R for SAS Users Lesson 2 Exercise Answers

Exercise 1

1. The fixed effects are the main effects of calcium, fertilizer, and soil, and all two-way and three-way interactions between them. In lme4 syntax, calcium * fert * soil.
1. There are four possible random effect groups that can be included. Here I am providing the random intercept syntax for each one.
- Measurements from the same rep, or block, are not independent: (1 | rep)
- Measurements from the same vertical strip within each rep are not independent. This is defined by each unique combination of fert and rep: (1 | fert:rep).
- Measurements from the same horizontal strip within each rep are not independent. This is defined by each unique combination of soil and rep: (1 | soil:rep).
- Measurements from the same plot within each combination of strip and rep are not independent. This is defined by each unique combination of fert, soil, and rep: (1 | fert:soil:rep).
- By the time we get down to the subplot level, there is only one measurement per subplot so no explicit random effect term is needed. The model residuals are the subplot errors.

Exercise 2

fit1 <- lmer(yield ~ calcium * fert * soil + (1 | rep) + (1 | fert:rep) + (1 | soil:rep) + (1|fert:soil:rep), data = cox.stripsplit)

Here we have all main effects and their two-way and three-way interactions, and random intercepts by four different groups: rep, vertical strip, horizontal strip, and plot.

Exercise 3

We get the message boundary (singular) fit: see help('isSingular'). We can inspect the random effects and their variance-covariance matrix using ranef(fit1) and VarCorr(fit1). When we do this, we see that the random intercepts for plot (fert:soil:rep) are all near zero. The fitting algorithm is unable to estimate random intercepts for the plots. This is probably because of two things: first, there are only two measurements per plot so we are dealing with limited data. Also, there may be little additional random variation at the plot level once we have accounted for variation by rep, vertical strip, and horizontal strip.

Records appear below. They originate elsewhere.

// CIT - Capital Income Tax
// Written in 2024 by
//   The CIT developers
//
// To the extent possible under law, the author(s) have dedicated all
// copyright and related and neighboring rights to this software to
// the public domain worldwide. This software is distributed without
// any warranty.
//
// You should have received a copy of the CC0 Public Domain Dedication
// along with this software.
// If not, see <http://creativecommons.org/publicdomain/zero/1.0/>.
//

//! Acquisition Cost
//!
//! Tracks the weighted-average acquisition price of the held position as the
//! ledger is replayed from the start.
//!
//! Buying changes the average: the new average is the old one and the
//! purchase price, weighted by the amount held before and the amount bought.
//! Selling realizes a gain or loss against the average but leaves the average
//! of what remains untouched.
//!

use crate::ledger::{Ledger, Transaction};
use crate::units::{Amount, Price};
use log::{debug, warn};

/// Running state of the position while the ledger is replayed
#[derive(Copy, Clone, PartialEq, Eq, Debug, Default)]
pub struct PositionState {
    /// Amount of the asset currently held
    pub held_amount: Amount,
    /// Weighted-average cost per unit of `held_amount`
    pub acquisition_price: Price,
}

impl PositionState {
    /// The state before any transaction: nothing held, no cost basis
    pub fn new() -> Self {
        Default::default()
    }

    /// The state after the first transaction of a ledger
    ///
    /// The position is seeded with the transaction's signed price: a buy
    /// opens at its price, a sale at the negated price.
    pub fn opening(tx: &Transaction) -> PositionState {
        let acquisition_price = if tx.is_buy() {
            tx.price
        } else if tx.is_sell() {
            -tx.price
        } else {
            Price::ZERO
        };
        PositionState {
            held_amount: tx.amount,
            acquisition_price,
        }
    }

    /// Applies a single transaction, returning the updated state
    ///
    /// A sale that exceeds the held amount is not rejected; the held amount
    /// simply goes negative and a warning is logged.
    pub fn apply(self, tx: &Transaction) -> PositionState {
        let previous_held = self.held_amount;
        let held_amount = previous_held + tx.amount;

        let acquisition_price = if tx.is_buy() {
            weighted_average(self.acquisition_price, previous_held, tx.price, tx.amount)
        } else {
            if tx.is_sell() && held_amount.is_negative() {
                warn!(
                    "sale of {} on {} exceeds the {} held; position is now {}",
                    tx.amount.abs(),
                    tx.date,
                    previous_held,
                    held_amount,
                );
            }
            self.acquisition_price
        };

        PositionState {
            held_amount,
            acquisition_price,
        }
    }
}

/// Average of two prices weighted by the amounts they apply to
///
/// If nothing was held before (or the weights cancel out, which can only happen
/// when buying back into an oversold position exactly to zero) the result is
/// just the purchase price.
fn weighted_average(average: Price, held: Amount, price: Price, bought: Amount) -> Price {
    if held.is_zero() {
        return price;
    }
    (average * held + price * bought)
        .checked_div(held + bought)
        .unwrap_or(price)
}

/// The position as of a single transaction
#[derive(Copy, Clone, PartialEq, Eq, Debug)]
pub struct AcquisitionRecord {
    /// The transaction
    pub transaction: Transaction,
    /// Weighted-average acquisition price immediately after the transaction
    pub acquisition_price: Price,
}

/// Replays the whole ledger, annotating every transaction with the
/// acquisition price of the position immediately after it
///
/// Returns one record per transaction, in ledger order, along with the final
/// state of the position.
pub fn track(ledger: &Ledger) -> (Vec<AcquisitionRecord>, PositionState) {
    let (records, state) = ledger.iter().fold(
        (Vec::with_capacity(ledger.len()), None),
        |(mut records, state): (Vec<AcquisitionRecord>, Option<PositionState>), tx| {
            let state = match state {
                Some(state) => state.apply(tx),
                None => PositionState::opening(tx),
            };
            records.push(AcquisitionRecord {
                transaction: *tx,
                acquisition_price: state.acquisition_price,
            });
            (records, Some(state))
        },
    );
    let state = state.unwrap_or_default();
    debug!(
        "tracked {} transactions; holding {} at average price {}",
        records.len(),
        state.held_amount,
        state.acquisition_price,
    );
    (records, state)
}

/// The acquisition price after each transaction of the ledger, in order
pub fn acquisition_prices(ledger: &Ledger) -> Vec<Price> {
    track(ledger)
        .0
        .into_iter()
        .map(|record| record.acquisition_price)
        .collect()
}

As discussed above, some practitioners would say this message can be ignored. Others would recommend simplifying the model by removing the plot random intercept term. This gets rid of the singular fit message because all random intercepts can be successfully estimated. The simpler model can be fit like this:

fit2 <- lmer(yield ~ calcium * fert * soil + (1 | rep) + (1 | fert:rep) + (1 | soil:rep), data = cox.stripsplit)

Exercise 4

fit3 <- lmer(yield ~ calcium * fert * soil + (1 + calcium | rep) + (1 | fert:rep) + (1 | soil:rep), data = cox.stripsplit)

The random effect term grouped by rep now is (1 + calcium | rep) which means we are allowing both the mean yield (random intercept) and the effect of calcium (random slope) to vary by rep.

We see yet another singular fit message. We can inspect ranef(fit3) and VarCorr(fit3). This shows us that the random slopes are perfectly correlated with the random intercepts for rep. This should indicate to us that we have insufficient data to estimate random slope variation between reps for the calcium treatment.

Exercise 5

Note this requires the emmeans and multcomp packages to be loaded. We are using the simplified model without the plot-level random intercepts.

emm <- emmeans(fit2, ~ fert | calcium)
contrast(emm, 'pairwise', adjust = 'tukey')
cld(emm, adjust = 'tukey', Letters = letters)

We see that in calcium level C0, F3 has a higher mean yield than F1, whereas in calcium level C1, F2 has a higher mean yield than F0. Based on this, we cannot make a general statement about which fertilizer increases yield the most, that is valid regardless of calcium level. We have to say that the effect of fertilizer on yield depends on the level of calcium. This is the textbook definition of a statistical interaction.